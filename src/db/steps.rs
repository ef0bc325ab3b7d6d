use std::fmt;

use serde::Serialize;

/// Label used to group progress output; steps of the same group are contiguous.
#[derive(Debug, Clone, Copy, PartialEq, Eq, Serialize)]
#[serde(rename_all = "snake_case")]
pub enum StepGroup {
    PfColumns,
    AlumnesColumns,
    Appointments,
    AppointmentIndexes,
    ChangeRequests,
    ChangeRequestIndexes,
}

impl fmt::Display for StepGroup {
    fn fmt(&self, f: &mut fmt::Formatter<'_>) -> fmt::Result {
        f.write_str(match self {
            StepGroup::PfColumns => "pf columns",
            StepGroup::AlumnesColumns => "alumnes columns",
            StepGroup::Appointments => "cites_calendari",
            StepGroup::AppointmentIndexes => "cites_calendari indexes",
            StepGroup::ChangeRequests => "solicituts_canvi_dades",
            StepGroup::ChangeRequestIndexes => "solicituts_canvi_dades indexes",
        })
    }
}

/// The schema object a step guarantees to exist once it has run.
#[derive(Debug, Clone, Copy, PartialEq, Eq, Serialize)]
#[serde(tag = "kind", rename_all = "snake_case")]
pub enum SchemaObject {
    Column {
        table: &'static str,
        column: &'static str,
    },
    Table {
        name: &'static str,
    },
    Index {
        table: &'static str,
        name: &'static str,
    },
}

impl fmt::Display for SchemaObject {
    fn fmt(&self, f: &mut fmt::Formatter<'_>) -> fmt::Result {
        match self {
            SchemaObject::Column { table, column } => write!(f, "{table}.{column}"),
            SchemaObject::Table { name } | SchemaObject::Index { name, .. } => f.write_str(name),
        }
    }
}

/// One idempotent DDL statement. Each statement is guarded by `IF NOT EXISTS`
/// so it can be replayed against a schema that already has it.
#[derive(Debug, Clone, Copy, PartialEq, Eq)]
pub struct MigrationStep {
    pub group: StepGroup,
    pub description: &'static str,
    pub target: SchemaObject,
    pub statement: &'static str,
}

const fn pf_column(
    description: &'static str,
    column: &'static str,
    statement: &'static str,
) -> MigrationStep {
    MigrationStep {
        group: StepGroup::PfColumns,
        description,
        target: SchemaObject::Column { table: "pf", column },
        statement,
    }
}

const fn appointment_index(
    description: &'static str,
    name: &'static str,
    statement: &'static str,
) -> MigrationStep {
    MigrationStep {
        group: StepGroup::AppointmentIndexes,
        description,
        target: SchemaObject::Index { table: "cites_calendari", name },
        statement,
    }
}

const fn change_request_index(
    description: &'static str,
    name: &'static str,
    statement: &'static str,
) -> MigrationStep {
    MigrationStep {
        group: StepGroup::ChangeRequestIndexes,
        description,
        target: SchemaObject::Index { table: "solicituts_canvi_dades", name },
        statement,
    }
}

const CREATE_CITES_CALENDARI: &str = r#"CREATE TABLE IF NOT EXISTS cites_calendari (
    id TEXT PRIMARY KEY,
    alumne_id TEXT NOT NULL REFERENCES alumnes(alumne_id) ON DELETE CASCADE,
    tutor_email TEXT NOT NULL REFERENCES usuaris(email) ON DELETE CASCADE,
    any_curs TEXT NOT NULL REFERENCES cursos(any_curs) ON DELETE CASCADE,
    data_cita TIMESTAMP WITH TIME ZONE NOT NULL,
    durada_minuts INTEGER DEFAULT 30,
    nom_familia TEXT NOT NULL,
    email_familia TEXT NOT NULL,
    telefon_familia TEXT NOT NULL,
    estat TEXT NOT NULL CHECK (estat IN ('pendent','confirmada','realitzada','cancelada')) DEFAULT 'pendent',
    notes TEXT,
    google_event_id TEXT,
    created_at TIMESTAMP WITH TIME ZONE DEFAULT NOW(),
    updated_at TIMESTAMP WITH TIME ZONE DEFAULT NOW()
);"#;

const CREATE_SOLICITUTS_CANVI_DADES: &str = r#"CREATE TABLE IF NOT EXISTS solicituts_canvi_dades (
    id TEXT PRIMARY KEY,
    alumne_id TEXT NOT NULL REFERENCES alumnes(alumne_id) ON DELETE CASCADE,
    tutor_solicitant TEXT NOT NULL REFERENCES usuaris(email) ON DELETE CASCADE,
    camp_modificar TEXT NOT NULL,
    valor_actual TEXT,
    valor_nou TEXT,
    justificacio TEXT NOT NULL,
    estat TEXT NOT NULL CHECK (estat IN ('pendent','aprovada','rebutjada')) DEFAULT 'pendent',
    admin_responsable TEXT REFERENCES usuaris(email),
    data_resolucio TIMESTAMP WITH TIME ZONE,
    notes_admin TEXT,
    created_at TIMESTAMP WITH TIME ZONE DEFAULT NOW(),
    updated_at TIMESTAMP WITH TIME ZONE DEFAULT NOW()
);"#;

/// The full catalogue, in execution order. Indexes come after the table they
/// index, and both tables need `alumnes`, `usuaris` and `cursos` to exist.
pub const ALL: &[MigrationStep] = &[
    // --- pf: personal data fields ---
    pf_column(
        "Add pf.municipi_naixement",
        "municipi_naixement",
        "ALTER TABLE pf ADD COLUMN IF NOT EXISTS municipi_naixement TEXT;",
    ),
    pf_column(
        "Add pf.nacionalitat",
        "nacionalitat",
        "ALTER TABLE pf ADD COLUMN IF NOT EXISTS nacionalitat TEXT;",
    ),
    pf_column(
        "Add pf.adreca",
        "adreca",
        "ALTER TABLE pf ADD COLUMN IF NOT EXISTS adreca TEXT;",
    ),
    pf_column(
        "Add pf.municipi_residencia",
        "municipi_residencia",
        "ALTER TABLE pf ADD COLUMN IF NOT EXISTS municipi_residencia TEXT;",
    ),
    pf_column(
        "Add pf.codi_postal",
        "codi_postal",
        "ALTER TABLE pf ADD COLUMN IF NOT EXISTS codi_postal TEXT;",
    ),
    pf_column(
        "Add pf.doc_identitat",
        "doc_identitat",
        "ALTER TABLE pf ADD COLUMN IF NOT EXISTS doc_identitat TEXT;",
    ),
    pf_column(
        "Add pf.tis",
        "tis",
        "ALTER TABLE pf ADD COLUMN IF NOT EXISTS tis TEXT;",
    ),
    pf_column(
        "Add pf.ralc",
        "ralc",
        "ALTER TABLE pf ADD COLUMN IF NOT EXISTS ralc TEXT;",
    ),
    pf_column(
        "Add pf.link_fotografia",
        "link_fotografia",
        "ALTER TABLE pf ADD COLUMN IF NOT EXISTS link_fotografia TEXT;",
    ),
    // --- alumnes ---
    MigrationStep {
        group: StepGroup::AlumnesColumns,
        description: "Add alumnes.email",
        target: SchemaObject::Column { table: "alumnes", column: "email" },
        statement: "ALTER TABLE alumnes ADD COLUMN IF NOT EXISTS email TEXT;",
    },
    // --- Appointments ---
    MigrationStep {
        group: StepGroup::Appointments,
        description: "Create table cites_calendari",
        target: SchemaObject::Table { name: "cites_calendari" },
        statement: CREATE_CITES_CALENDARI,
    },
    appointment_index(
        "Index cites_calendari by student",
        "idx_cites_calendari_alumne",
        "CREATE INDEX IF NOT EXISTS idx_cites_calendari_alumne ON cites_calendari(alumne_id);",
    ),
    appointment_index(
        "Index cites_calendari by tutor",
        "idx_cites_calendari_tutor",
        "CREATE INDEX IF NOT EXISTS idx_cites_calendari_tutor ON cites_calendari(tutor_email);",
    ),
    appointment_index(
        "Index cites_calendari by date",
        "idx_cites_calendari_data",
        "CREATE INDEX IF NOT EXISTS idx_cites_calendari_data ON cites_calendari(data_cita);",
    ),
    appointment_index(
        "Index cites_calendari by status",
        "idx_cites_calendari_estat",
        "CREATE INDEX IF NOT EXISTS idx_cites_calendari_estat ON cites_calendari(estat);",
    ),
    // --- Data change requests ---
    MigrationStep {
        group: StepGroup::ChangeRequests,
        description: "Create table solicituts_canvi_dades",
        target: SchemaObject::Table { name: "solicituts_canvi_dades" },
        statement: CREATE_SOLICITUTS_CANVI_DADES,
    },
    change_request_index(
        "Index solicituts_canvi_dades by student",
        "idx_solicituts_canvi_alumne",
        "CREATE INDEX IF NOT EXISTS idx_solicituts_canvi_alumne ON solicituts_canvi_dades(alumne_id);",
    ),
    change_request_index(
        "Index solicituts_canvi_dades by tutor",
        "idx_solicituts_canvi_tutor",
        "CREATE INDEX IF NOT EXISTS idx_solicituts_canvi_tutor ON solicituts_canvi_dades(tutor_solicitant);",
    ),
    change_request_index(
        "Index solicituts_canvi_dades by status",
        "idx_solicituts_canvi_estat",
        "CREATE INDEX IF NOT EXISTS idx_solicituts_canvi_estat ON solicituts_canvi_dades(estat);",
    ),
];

_Required work_
Select every line in the material above where the string "target" occurs, and copy it.

_Answer for the task_
    pub target: SchemaObject,
        target: SchemaObject::Column { table: "pf", column },
        target: SchemaObject::Index { table: "cites_calendari", name },
        target: SchemaObject::Index { table: "solicituts_canvi_dades", name },
        target: SchemaObject::Column { table: "alumnes", column: "email" },
        target: SchemaObject::Table { name: "cites_calendari" },
        target: SchemaObject::Table { name: "solicituts_canvi_dades" },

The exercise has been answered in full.